Goal of the exercise: For each line below that contains the string "register", copy that line.

(Dataset entries)
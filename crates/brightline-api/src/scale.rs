// Native brightness scales.
//
// Monitors report brightness in their own units: DDC/CI panels as a
// `[min, max]` register range, laptop panels as a list of supported
// levels. Backends translate those into percentages before publishing.

/// A contiguous native range, e.g. a DDC/CI `(min, max)` pair.
#[derive(Debug, Clone, Copy, PartialEq, Eq)]
pub struct NativeScale {
    pub min: u32,
    pub max: u32,
}

impl NativeScale {
    pub fn new(min: u32, max: u32) -> Option<Self> {
        (max > min).then_some(Self { min, max })
    }

    /// Native reading to a rounded percentage in `0..=100`.
    pub fn to_percent(self, native: u32) -> u32 {
        let clamped = native.clamp(self.min, self.max);
        let span = f64::from(self.max - self.min);
        let pct = (f64::from(clamped - self.min) / span * 100.0).round();
        round_to_u32(pct)
    }

    /// Percentage to the nearest native register value.
    pub fn from_percent(self, percent: u32) -> u32 {
        let span = f64::from(self.max - self.min);
        let fraction = f64::from(percent.min(100)) / 100.0;
        self.min + round_to_u32((fraction * span).round())
    }
}

/// Discrete levels a panel accepts, as reported by the firmware.
#[derive(Debug, Clone, PartialEq, Eq)]
pub struct SupportedLevels(Vec<u8>);

impl SupportedLevels {
    pub fn new(mut levels: Vec<u8>) -> Self {
        levels.sort_unstable();
        levels.dedup();
        Self(levels)
    }

    /// The supported level closest to `percent`; ties go to the lower one.
    pub fn nearest(&self, percent: u32) -> Option<u8> {
        self.0
            .iter()
            .copied()
            .min_by_key(|&level| (i64::from(level) - i64::from(percent)).abs())
    }
}

fn round_to_u32(value: f64) -> u32 {
    #[allow(clippy::cast_possible_truncation, clippy::cast_sign_loss, clippy::as_conversions)]
    let out = value.clamp(0.0, f64::from(u32::MAX)) as u32;
    out
}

Exercise solution:
// `[min, max]` register range, laptop panels as a list of supported
    /// Percentage to the nearest native register value.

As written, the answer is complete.